Qué se encontró y dónde
El ejemplar fue recuperado en el área conocida como La Invernada, en las cercanías de Rincón de los Sauces (provincia de Neuquén). El material representa un esqueleto con una preservación notable del eje axial: seis vértebras cervicales, las diez vértebras dorsales, varias costillas asociadas, el sacro y la primera vértebra caudal. Según Leonardo Filippi, primer autor del trabajo e investigador del Conicet en el Museo Municipal "Argentino Urquiza" (MAU) de Rincón de los Sauces, estas características de las vértebras dorsales permitieron definir la nueva especie.
Nombre y homenaje
El género recibió el nombre Yeneen, palabra inspirada en la cultura tehuelche (Aónikenk) que alude a una entidad vinculada al invierno y hace referencia al sitio de hallazgo, llamado La Invernada. La especie fue bautizada houssayi en honor a Bernardo Houssay, premio Nobel de Medicina en 1947 y fundador y primer presidente del Conicet. El nombre combina así un reconocimiento a la tradición indígena local y a una figura central de la ciencia argentina.
Características anatómicas
Yeneen houssayi perteneció al grupo de los titanosaurios, saurópodos cuadrúpedos de cuello y cola largos. Los investigadores estiman que el individuo tipo medía entre 10 y 12 metros de longitud y tenía un peso aproximado de 8 a 10 toneladas. Una característica llamativa es su cabeza relativamente pequeña en relación con el resto del cuerpo, rasgo que se destaca en la descripción y que puede ofrecer claves sobre su alimentación y biomecánica.
Importancia del hallazgo
Que una especie ofrezca un conjunto tan completo de vértebras dorsales y cervicales aporta información anatómica valiosa para comparar con otros titanosaurios y reconstruir relaciones filogenéticas. Además, la presencia de al menos tres individuos en el yacimiento —el tipo, un juvenil y un tercero que podría corresponder a otra especie— sugiere una mayor diversidad de saurópodos en la región durante el Cretácico Superior. Los autores proponen que esa diversidad podría deberse a distintas estrategias de alimentación o a un evento de reemplazo faunístico dentro de la formación geológica local.
Historia del rescate y trabajo científico
El proceso de recuperación de los restos llevó más de dos décadas. En 2003, un oficial del Escuadrón N°30 de Gendarmería de Chos Malal denunció el hallazgo de restos fósiles en Cerro Overo —La Invernada—, lo que permitió identificar el sitio.
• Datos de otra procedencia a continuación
//! Cached visitor rows and the display normalization applied on the way out.

use chrono::{DateTime, TimeZone, Utc};
use std::collections::BTreeMap;
use std::fmt::Display;
use std::net::Ipv4Addr;
use url::Url;

use crate::config::SiteTimezone;
use crate::db::visitors::VisitorRecord;
use crate::domain::{HitId, Medium, ReportRow};

/// `d-M-Y H:i:s`, e.g. `05-Mar-2024 14:07:09`
pub const SITE_DATETIME_FORMAT: &str = "%d-%b-%Y %H:%M:%S";

const ALLOWED_URL_SCHEMES: &[&str] = &[
    "http", "https", "ftp", "ftps", "mailto", "news", "irc", "irc6", "ircs", "gopher", "nntp",
    "feed", "telnet", "mms", "rtsp", "sms", "svn", "tel", "fax", "xmpp", "webcal", "urn",
];

/// One hit as held in the report cache. The datetime is already site-local;
/// the other fields are stored as read and normalized by the accessors.
#[derive(Debug, Clone, PartialEq, Eq)]
pub struct VisitorRow {
    pub date_time: String,
    pub url: String,
    pub medium: String,
    pub ip: String,
    pub user_agent: String,
    pub is_converted: bool,
}

impl VisitorRow {
    fn from_record(record: VisitorRecord, tz: &SiteTimezone) -> Self {
        Self {
            date_time: tz.format(record.datetime),
            url: record.url,
            medium: record.medium,
            ip: record.ip,
            user_agent: record.user_agent,
            is_converted: record.is_converted,
        }
    }

    pub fn referring_url(&self) -> String {
        sanitize_url(&self.url)
    }

    pub fn medium_label(&self) -> String {
        if self.medium.is_empty() {
            return String::new();
        }
        Medium::from_str(&self.medium).label().to_string()
    }

    pub fn display_ip(&self) -> String {
        decode_ip(&self.ip)
    }

    fn to_report(&self, id: HitId) -> ReportRow {
        ReportRow {
            id,
            datetime: self.date_time.clone(),
            referring_url: self.referring_url(),
            medium: self.medium_label(),
            ip: self.display_ip(),
            is_converted: self.is_converted,
            user_agent: self.user_agent.clone(),
        }
    }
}

/// Hit id to row, unique per id
#[derive(Debug, Clone, Default, PartialEq, Eq)]
pub struct VisitorRows {
    rows: BTreeMap<HitId, VisitorRow>,
}

impl VisitorRows {
    /// Rows without a positive hit id are dropped. On a repeated id the first
    /// row read wins.
    pub fn from_records(records: Vec<VisitorRecord>, tz: impl Into<SiteTimezone>) -> Self {
        let tz = tz.into();
        let mut rows = BTreeMap::new();
        for record in records {
            if !record.id.is_valid() {
                continue;
            }
            let id = record.id;
            rows.entry(id)
                .or_insert_with(|| VisitorRow::from_record(record, &tz));
        }
        Self { rows }
    }

    pub fn get(&self, id: HitId) -> Option<&VisitorRow> {
        self.rows.get(&id)
    }

    pub fn len(&self) -> usize {
        self.rows.len()
    }

    pub fn is_empty(&self) -> bool {
        self.rows.is_empty()
    }

    pub fn date_time(&self, id: HitId) -> String {
        self.get(id).map(|r| r.date_time.clone()).unwrap_or_default()
    }

    pub fn referring_url(&self, id: HitId) -> String {
        self.get(id).map(VisitorRow::referring_url).unwrap_or_default()
    }

    pub fn medium(&self, id: HitId) -> String {
        self.get(id).map(VisitorRow::medium_label).unwrap_or_default()
    }

    pub fn ip(&self, id: HitId) -> String {
        self.get(id).map(VisitorRow::display_ip).unwrap_or_default()
    }

    pub fn user_agent(&self, id: HitId) -> String {
        self.get(id).map(|r| r.user_agent.clone()).unwrap_or_default()
    }

    pub fn is_converted(&self, id: HitId) -> bool {
        self.get(id).is_some_and(|r| r.is_converted)
    }

    /// All rows, newest hit first
    pub fn reports(&self) -> Vec<ReportRow> {
        self.rows
            .iter()
            .rev()
            .map(|(id, row)| row.to_report(*id))
            .collect()
    }
}

pub fn format_site_datetime<Z>(dt: DateTime<Utc>, tz: &Z) -> String
where
    Z: TimeZone,
    Z::Offset: Display,
{
    dt.with_timezone(tz).format(SITE_DATETIME_FORMAT).to_string()
}

/// Legacy rows store IPv4 as a packed integer in decimal text
pub fn decode_ip(raw: &str) -> String {
    let raw = raw.trim();
    if raw.is_empty() || raw == "0" {
        return String::new();
    }

    if raw.bytes().all(|b| b.is_ascii_digit()) {
        if let Ok(packed) = raw.parse::<u32>() {
            return Ipv4Addr::from(packed).to_string();
        }
    }

    raw.to_string()
}

/// Cleans a stored URL for output. Inner spaces are percent-encoded and
/// control characters dropped. Scheme-less values get `http://`, relative
/// references pass through, anything with a disallowed scheme becomes empty.
pub fn sanitize_url(raw: &str) -> String {
    let mut cleaned = String::with_capacity(raw.len());
    for c in raw.trim().chars() {
        match c {
            ' ' => cleaned.push_str("%20"),
            c if c.is_control() => {}
            c => cleaned.push(c),
        }
    }

    if cleaned.is_empty() {
        return String::new();
    }

    if cleaned.starts_with('/') || cleaned.starts_with('#') || cleaned.starts_with('?') {
        return cleaned;
    }

    let candidate = if cleaned.contains(':') {
        cleaned
    } else {
        format!("http://{cleaned}")
    };

    match Url::parse(&candidate) {
        Ok(url) if ALLOWED_URL_SCHEMES.contains(&url.scheme()) => candidate,
        _ => String::new(),
    }
}

#[cfg(test)]
mod tests {
    use super::*;
    use chrono::FixedOffset;
    use chrono_tz::Tz;

    fn record(id: i64, medium: &str, ip: &str, is_converted: bool) -> VisitorRecord {
        VisitorRecord {
            id: HitId(id),
            medium: medium.to_string(),
            ip: ip.to_string(),
            url: "https://blog.example.com/post".to_string(),
            user_agent: "Mozilla/5.0".to_string(),
            datetime: Utc.with_ymd_and_hms(2024, 3, 5, 13, 7, 9).unwrap(),
            is_converted,
        }
    }

    #[test]
    fn test_decode_ip_packed_legacy_value() {
        assert_eq!(decode_ip("16777343"), "1.0.0.127");
        assert_eq!(decode_ip("3232235777"), "192.168.1.1");
    }

    #[test]
    fn test_decode_ip_passes_strings_through() {
        assert_eq!(decode_ip("203.0.113.5"), "203.0.113.5");
        assert_eq!(decode_ip("2001:db8::1"), "2001:db8::1");
    }

    #[test]
    fn test_decode_ip_empty_values() {
        assert_eq!(decode_ip(""), "");
        assert_eq!(decode_ip("0"), "");
    }

    #[test]
    fn test_decode_ip_out_of_range_number_is_kept() {
        assert_eq!(decode_ip("99999999999"), "99999999999");
    }

    #[test]
    fn test_sanitize_url_allowed_schemes() {
        assert_eq!(
            sanitize_url("https://example.com/a?b=1"),
            "https://example.com/a?b=1"
        );
        assert_eq!(sanitize_url("mailto:someone@example.com"), "mailto:someone@example.com");
    }

    #[test]
    fn test_sanitize_url_adds_scheme() {
        assert_eq!(sanitize_url("example.com/page"), "http://example.com/page");
    }

    #[test]
    fn test_sanitize_url_rejects_bad_scheme() {
        assert_eq!(sanitize_url("javascript:alert(1)"), "");
        assert_eq!(sanitize_url("data:text/html,hi"), "");
    }

    #[test]
    fn test_sanitize_url_encodes_spaces_and_drops_controls() {
        assert_eq!(
            sanitize_url("  https://example.com/\npa ge "),
            "https://example.com/pa%20ge"
        );
        assert_eq!(sanitize_url("example.com/a b"), "http://example.com/a%20b");
        assert_eq!(sanitize_url("   "), "");
    }

    #[test]
    fn test_sanitize_url_relative_passthrough() {
        assert_eq!(sanitize_url("/shop/?ref=3"), "/shop/?ref=3");
    }

    #[test]
    fn test_format_site_datetime_converts_timezone() {
        let dt = Utc.with_ymd_and_hms(2024, 3, 5, 13, 7, 9).unwrap();
        assert_eq!(format_site_datetime(dt, &Tz::UTC), "05-Mar-2024 13:07:09");
        assert_eq!(
            format_site_datetime(dt, &chrono_tz::Europe::Berlin),
            "05-Mar-2024 14:07:09"
        );
        assert_eq!(
            format_site_datetime(dt, &chrono_tz::America::New_York),
            "05-Mar-2024 08:07:09"
        );
    }

    #[test]
    fn test_format_site_datetime_fixed_offset() {
        let dt = Utc.with_ymd_and_hms(2024, 3, 5, 13, 7, 9).unwrap();
        let offset = FixedOffset::east_opt(5 * 3600 + 30 * 60).unwrap();
        assert_eq!(format_site_datetime(dt, &offset), "05-Mar-2024 18:37:09");

        let rows = VisitorRows::from_records(vec![record(1, "link", "", false)], offset);
        assert_eq!(rows.date_time(HitId(1)), "05-Mar-2024 18:37:09");
    }

    #[test]
    fn test_rows_drop_invalid_ids() {
        let rows = VisitorRows::from_records(
            vec![record(0, "link", "", false), record(3, "link", "", false)],
            Tz::UTC,
        );
        assert_eq!(rows.len(), 1);
        assert!(rows.get(HitId(0)).is_none());
        assert_eq!(rows.date_time(HitId(0)), "");
    }

    #[test]
    fn test_rows_first_duplicate_wins() {
        let rows = VisitorRows::from_records(
            vec![record(5, "link", "", true), record(5, "coupon", "", false)],
            Tz::UTC,
        );
        assert_eq!(rows.len(), 1);
        assert_eq!(rows.medium(HitId(5)), "Link");
        assert!(rows.is_converted(HitId(5)));
    }

    #[test]
    fn test_rows_accessors_normalize() {
        let rows = VisitorRows::from_records(
            vec![
                record(1, "coupon", "16777343", false),
                record(2, "Banner", "203.0.113.5", true),
            ],
            chrono_tz::Europe::Berlin,
        );

        assert_eq!(rows.medium(HitId(1)), "Coupon");
        assert_eq!(rows.medium(HitId(2)), "banner");
        assert_eq!(rows.ip(HitId(1)), "1.0.0.127");
        assert_eq!(rows.ip(HitId(2)), "203.0.113.5");
        assert_eq!(rows.date_time(HitId(1)), "05-Mar-2024 14:07:09");
        assert_eq!(rows.referring_url(HitId(2)), "https://blog.example.com/post");
        assert_eq!(rows.user_agent(HitId(2)), "Mozilla/5.0");
        assert!(!rows.is_converted(HitId(1)));
        assert!(rows.is_converted(HitId(2)));
    }

    #[test]
    fn test_rows_missing_id_defaults() {
        let rows = VisitorRows::from_records(vec![record(1, "link", "", false)], Tz::UTC);
        let missing = HitId(99);
        assert_eq!(rows.date_time(missing), "");
        assert_eq!(rows.referring_url(missing), "");
        assert_eq!(rows.medium(missing), "");
        assert_eq!(rows.ip(missing), "");
        assert_eq!(rows.user_agent(missing), "");
        assert!(!rows.is_converted(missing));
    }

    #[test]
    fn test_empty_medium_stays_empty() {
        let rows = VisitorRows::from_records(vec![record(1, "", "", false)], Tz::UTC);
        assert_eq!(rows.medium(HitId(1)), "");
    }

    #[test]
    fn test_reports_newest_first() {
        let rows = VisitorRows::from_records(
            vec![
                record(2, "link", "", false),
                record(9, "link", "", false),
                record(4, "coupon", "", true),
            ],
            Tz::UTC,
        );
        let ids: Vec<i64> = rows.reports().iter().map(|r| r.id.0).collect();
        assert_eq!(ids, vec![9, 4, 2]);
    }
}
Por dificultades de acceso, los restos quedaron resguardados y recién en 2013, tras trabajos que incluyeron a la empresa ExxonMobil y la apertura de caminos, el sitio fue redescubierto y priorizado para investigaciones. Las campañas de campo realizadas entre 2013 y 2014 permitieron recuperar los materiales que luego fueron estudiados en el MAU.
Publicación y equipo
La descripción formal de Yeneen houssayi se publicó en la revista Historical Biology. El equipo que integró el estudio incluyó paleontólogos del Conicet y del museo local; las tareas combinaron excavación, preparación de material fósil y análisis comparativos con otros titanosaurios de la región patagónica.
Contexto científico
El hallazgo suma información sobre la diversidad de saurópodos en el Cretácico Superior en la cuenca neuquina. Bernardo Houssay, en cuya figura se inspiró la denominación específica, fue una figura clave para la institucionalización de la investigación científica en la Argentina: ganó el Nobel en 1947 por sus estudios sobre la hormona y la regulación de la glucosa y fue uno de los impulsores de la creación del Conicet, institución central del sistema científico argentino.